27/11/2021
Nausée alimentaire
Comme les vieilles personnes, je fais des courses tous les jours car j'oublie toujours un truc, ce qui implique que j'ai croisé déjà deux fois les bénévoles chargés de la collecte des banques alimentaires. Et ça me déprime à un point... Je n'ai pas changé d'avis depuis l'écriture de mon livre et préfère toujours évidemment la solidarité, la mise en commun par des impôts progressifs, à la charité individuelle, où l'on abandonne un peu de mauvaise conscience contre trois piécettes, mais comment ignorer une demande aussi élémentaire, aussi vitale, que d'aider des gens à se nourrir ?

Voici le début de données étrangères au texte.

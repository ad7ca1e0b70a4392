use thiserror::Error;
use wxdash_core::AppError;

use crate::fetch::FetchError;
use crate::store::CacheError;

/// Errors raised while setting up the worker. Request handling itself never
/// fails; see [`crate::FetchController`].
#[derive(Debug, Error)]
pub enum WorkerError {
    #[error("Invalid worker configuration: {0}")]
    Config(String),

    #[error(transparent)]
    Cache(#[from] CacheError),

    #[error(transparent)]
    Fetch(#[from] FetchError),
}

impl From<CacheError> for AppError {
    fn from(e: CacheError) -> Self {
        AppError::Cache(e.to_string())
    }
}

impl From<FetchError> for AppError {
    fn from(e: FetchError) -> Self {
        match e {
            FetchError::Network(net) => AppError::Network(net),
            FetchError::Client(msg) => AppError::Other(anyhow::anyhow!(msg)),
        }
    }
}

impl From<WorkerError> for AppError {
    fn from(e: WorkerError) -> Self {
        match e {
            WorkerError::Config(msg) => {
                AppError::Config(wxdash_core::ConfigError::Invalid(msg))
            }
            WorkerError::Cache(e) => e.into(),
            WorkerError::Fetch(e) => e.into(),
        }
    }
}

La faim en France est probablement l'illustration la plus patente, la plus implacable, de l'effondrement de notre modèle redistributif. En 1985, lorsque Coluche crée les Restos du Cœur, 5 000 bénévoles distribuent 8,5 millions de repas sur l'année. En 2017, les Restos ont distribué 136 millions de repas grâce à 70 000 bénévoles dédiés à 900 000 bénéficiaires… Et l'aide alimentaire a augmenté de plus de 50% depuis le début du COVID. Plus d'1,5 millions de personnes en ont besoin et sont très exposés à la faim, mais les personnes en situation de fragilité alimentaire (qui n'ont pas les ressources nécessaires pour faire trois repas par jour) sont bien plus importantes que cela. En France. En 2021.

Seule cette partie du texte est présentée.